PNC Infratech Ltd., founded in 1999, is a Mid Cap business in the Infrastructure sector with a market capitalization of Rs 6,298.04 crore.

PNC Infratech’s (PNC) performance was outstanding, with a better topline and margins than planned, thanks to operating leverage. The topline increased by 42 percent year over year to Rs 1644 crore, owing to an enhanced executable order book and optimal labour availability. Operating leverage drove the resultant margin to 14.1 percent. Despite higher taxation, PAT increased by 70% year over year to Rs 129.4 crore. This was due to improved operating performance, lower interest costs, and lower interest costs.

With a Stop target price of Rs 300/share, ICICI Securities’ BUY rating is unchanged. The company’s construction business is worth Rs 253/share (6.5x FY23E EV/EBITDA or 12x FY23 EPS), according to the brokerage.

Nirlon

Nirlon

Nirlon‘s results in FY21 was subdued. In FY21, revenues increased by 2.2 percent year on year to | 316.9 crore. It was Rs 77.1 crore in Q4FY21, down 6% year on year.
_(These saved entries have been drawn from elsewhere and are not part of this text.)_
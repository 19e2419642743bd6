//! Bounded record of recent outcomes, used for progress reporting only.

use std::collections::VecDeque;

use serde::{Deserialize, Serialize};

/// Default number of outcomes retained.
pub const DEFAULT_WINDOW_CAPACITY: usize = 100;

/// One observed protocol outcome.
#[derive(Clone, Copy, Debug, PartialEq, Eq, Serialize, Deserialize)]
pub struct Observation {
    /// Whether the packet verified and decrypted.
    pub success: bool,
    /// When it was observed, Unix milliseconds.
    pub at_ms: u64,
}

/// Fill level of an [`ObservationWindow`].
#[derive(Clone, Copy, Debug, PartialEq, Serialize, Deserialize)]
pub struct WindowProgress {
    /// Outcomes currently held.
    pub current: usize,
    /// Capacity.
    pub target: usize,
    /// `current / target * 100`.
    pub percentage: f64,
}

/// FIFO window of the last `capacity` outcomes, with lifetime counters.
#[derive(Clone, Debug, Serialize, Deserialize)]
pub struct ObservationWindow {
    outcomes: VecDeque<Observation>,
    capacity: usize,
    successes: u64,
    failures: u64,
}

impl Default for ObservationWindow {
    fn default() -> Self {
        Self::new(DEFAULT_WINDOW_CAPACITY)
    }
}

impl ObservationWindow {
    /// Empty window. A zero capacity is raised to one.
    pub fn new(capacity: usize) -> Self {
        let capacity = capacity.max(1);
        Self {
            outcomes: VecDeque::with_capacity(capacity),
            capacity,
            successes: 0,
            failures: 0,
        }
    }

    /// Record an outcome, evicting the oldest when full.
    pub fn push(&mut self, observation: Observation) {
        if self.outcomes.len() == self.capacity {
            self.outcomes.pop_front();
        }
        if observation.success {
            self.successes += 1;
        } else {
            self.failures += 1;
        }
        self.outcomes.push_back(observation);
    }

    /// Outcomes currently held.
    pub fn len(&self) -> usize {
        self.outcomes.len()
    }

    /// Whether no outcomes are held.
    pub fn is_empty(&self) -> bool {
        self.outcomes.is_empty()
    }

    /// Fill level.
    pub fn progress(&self) -> WindowProgress {
        WindowProgress {
            current: self.outcomes.len(),
            target: self.capacity,
            percentage: self.outcomes.len() as f64 / self.capacity as f64 * 100.0,
        }
    }

    /// Lifetime success count.
    pub fn successes(&self) -> u64 {
        self.successes
    }

    /// Lifetime failure count.
    pub fn failures(&self) -> u64 {
        self.failures
    }

    /// Held outcomes, oldest first.
    pub fn iter(&self) -> impl Iterator<Item = &Observation> {
        self.outcomes.iter()
    }
}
Occupancy was down QoQ at 95.2 percent, compared to 97.5 percent in Q3, as one significant licensee moved out after their licence expired. EBITDA for FY21 increased by 2.7 percent year on year to | 237.2 crore. PAT increased 16.4% YoY to Rs127.4 crore in FY21, boosted by cheaper interest due to capitalization.

ICICI Securities advises buying at Rs.309 with a target price of Rs.400.
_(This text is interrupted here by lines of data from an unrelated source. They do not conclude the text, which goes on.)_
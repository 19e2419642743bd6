//! Ed25519 signatures for packets and beacons.
//!
//! Packets carry the sender's verifying key in their header, so a receiver
//! checks the signature against the key the sender claims. That proves the
//! bytes were not altered after signing; it does not prove who the sender is.

use ed25519_dalek::{Signature, Signer, SigningKey, Verifier, VerifyingKey};
use rand::rngs::OsRng;
use serde::{Deserialize, Deserializer, Serialize, Serializer};

use crate::{CryptoError, Result};

/// Size of an Ed25519 public key in bytes.
pub const PUBLIC_KEY_SIZE: usize = 32;

/// Size of an Ed25519 signature in bytes.
pub const SIGNATURE_SIZE: usize = 64;

/// Ed25519 signing keypair.
///
/// The secret half is zeroized on drop by `ed25519-dalek`.
pub struct Ed25519KeyPair {
    signing: SigningKey,
}

impl Ed25519KeyPair {
    /// Generate a new random keypair.
    pub fn generate() -> Self {
        Self {
            signing: SigningKey::generate(&mut OsRng),
        }
    }

    /// Rebuild a keypair from a 32-byte secret seed.
    pub fn from_seed(seed: &[u8]) -> Result<Self> {
        let arr: [u8; 32] = seed.try_into().map_err(|_| CryptoError::InvalidKeyLength {
            expected: 32,
            actual: seed.len(),
        })?;
        Ok(Self {
            signing: SigningKey::from_bytes(&arr),
        })
    }

    /// The public half.
    pub fn public_key(&self) -> Ed25519PublicKey {
        Ed25519PublicKey {
            bytes: self.signing.verifying_key().to_bytes(),
        }
    }

    /// Sign a message.
    pub fn sign(&self, message: &[u8]) -> Ed25519Signature {
        Ed25519Signature {
            bytes: self.signing.sign(message).to_bytes(),
        }
    }
}

impl std::fmt::Debug for Ed25519KeyPair {
    fn fmt(&self, f: &mut std::fmt::Formatter<'_>) -> std::fmt::Result {
        f.debug_struct("Ed25519KeyPair")
            .field("public", &self.public_key())
            .field("secret", &"[REDACTED]")
            .finish()
    }
}

/// Ed25519 verifying key.
#[derive(Clone, PartialEq, Eq, Hash, Serialize, Deserialize)]
pub struct Ed25519PublicKey {
    bytes: [u8; PUBLIC_KEY_SIZE],
}

impl Ed25519PublicKey {
    /// Create from raw bytes. The point is validated on use, not here.
    pub fn from_bytes(bytes: &[u8]) -> Result<Self> {
        if bytes.len() != PUBLIC_KEY_SIZE {
            return Err(CryptoError::InvalidKeyLength {
                expected: PUBLIC_KEY_SIZE,
                actual: bytes.len(),
            });
        }
        let mut arr = [0u8; PUBLIC_KEY_SIZE];
        arr.copy_from_slice(bytes);
        Ok(Self { bytes: arr })
    }

    /// Parse from hex.
    pub fn from_hex(s: &str) -> Result<Self> {
        let bytes = hex::decode(s).map_err(|e| CryptoError::InvalidHexFormat(e.to_string()))?;
        Self::from_bytes(&bytes)
    }

    /// Get the key as bytes.
    pub fn as_bytes(&self) -> &[u8; PUBLIC_KEY_SIZE] {
        &self.bytes
    }

    /// Hex encoding used by discovery records.
    pub fn to_hex(&self) -> String {
        hex::encode(self.bytes)
    }

    /// Verify `signature` over `message`.
    ///
    /// # Errors
    ///
    /// `InvalidPublicKey` if the bytes are not a curve point,
    /// `SignatureVerification` if the signature does not match.
    pub fn verify(&self, message: &[u8], signature: &Ed25519Signature) -> Result<()> {
        let key = VerifyingKey::from_bytes(&self.bytes).map_err(|_| CryptoError::InvalidPublicKey)?;
        let sig = Signature::from_bytes(&signature.bytes);
        key.verify(message, &sig)
            .map_err(|_| CryptoError::SignatureVerification)
    }
}

impl std::fmt::Debug for Ed25519PublicKey {
    fn fmt(&self, f: &mut std::fmt::Formatter<'_>) -> std::fmt::Result {
        write!(
            f,
            "Ed25519PublicKey({:02x}{:02x}..)",
            self.bytes[0], self.bytes[1]
        )
    }
}

/// Ed25519 signature.
#[derive(Clone, PartialEq, Eq)]
pub struct Ed25519Signature {
    bytes: [u8; SIGNATURE_SIZE],
}

impl Ed25519Signature {
    /// Create from raw bytes.
    pub fn from_bytes(bytes: &[u8]) -> Result<Self> {
        if bytes.len() != SIGNATURE_SIZE {
            return Err(CryptoError::InvalidSignatureLength {
                expected: SIGNATURE_SIZE,
                actual: bytes.len(),
            });
        }
        let mut arr = [0u8; SIGNATURE_SIZE];
        arr.copy_from_slice(bytes);
        Ok(Self { bytes: arr })
    }

    /// Get the signature as bytes.
    pub fn as_bytes(&self) -> &[u8; SIGNATURE_SIZE] {
        &self.bytes
    }

    /// Mutable access, used by tamper tests and fuzzers.
    pub fn as_bytes_mut(&mut self) -> &mut [u8; SIGNATURE_SIZE] {
        &mut self.bytes
    }

    /// Hex encoding used in beacon events.
    pub fn to_hex(&self) -> String {
        hex::encode(self.bytes)
    }
}

impl std::fmt::Debug for Ed25519Signature {
    fn fmt(&self, f: &mut std::fmt::Formatter<'_>) -> std::fmt::Result {
        write!(f, "Ed25519Signature({:02x}{:02x}..)", self.bytes[0], self.bytes[1])
    }
}

// serde only derives arrays up to 32 elements.
impl Serialize for Ed25519Signature {
    fn serialize<S: Serializer>(&self, serializer: S) -> std::result::Result<S::Ok, S::Error> {
        serializer.serialize_bytes(&self.bytes)
    }
}

impl<'de> Deserialize<'de> for Ed25519Signature {
    fn deserialize<D: Deserializer<'de>>(deserializer: D) -> std::result::Result<Self, D::Error> {
        let bytes: Vec<u8> = Vec::deserialize(deserializer)?;
        Self::from_bytes(&bytes).map_err(serde::de::Error::custom)
    }
}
The stock maintains a BUY rating, with a NAV-based target price of Rs 400/share. We use a 9 percent cap rate and a 15% discount rate in our valuations to be careful. We believe the stock has a lot of value because the expected expansion isn’t accounted for in the CMP, as per the brokerage.

Bata India

Bata India

In Q4FY21, Bata India’s revenue recovery rate (adjusted) was 80 percent, up from 74 percent in Q3FY21. Lower revenues from formal and fashion footwear continued to have an impact on gross margins year over year, however, gross margins improved QoQ. In Q4FY21, revenue declined 5% year on year to | 589.9 crore.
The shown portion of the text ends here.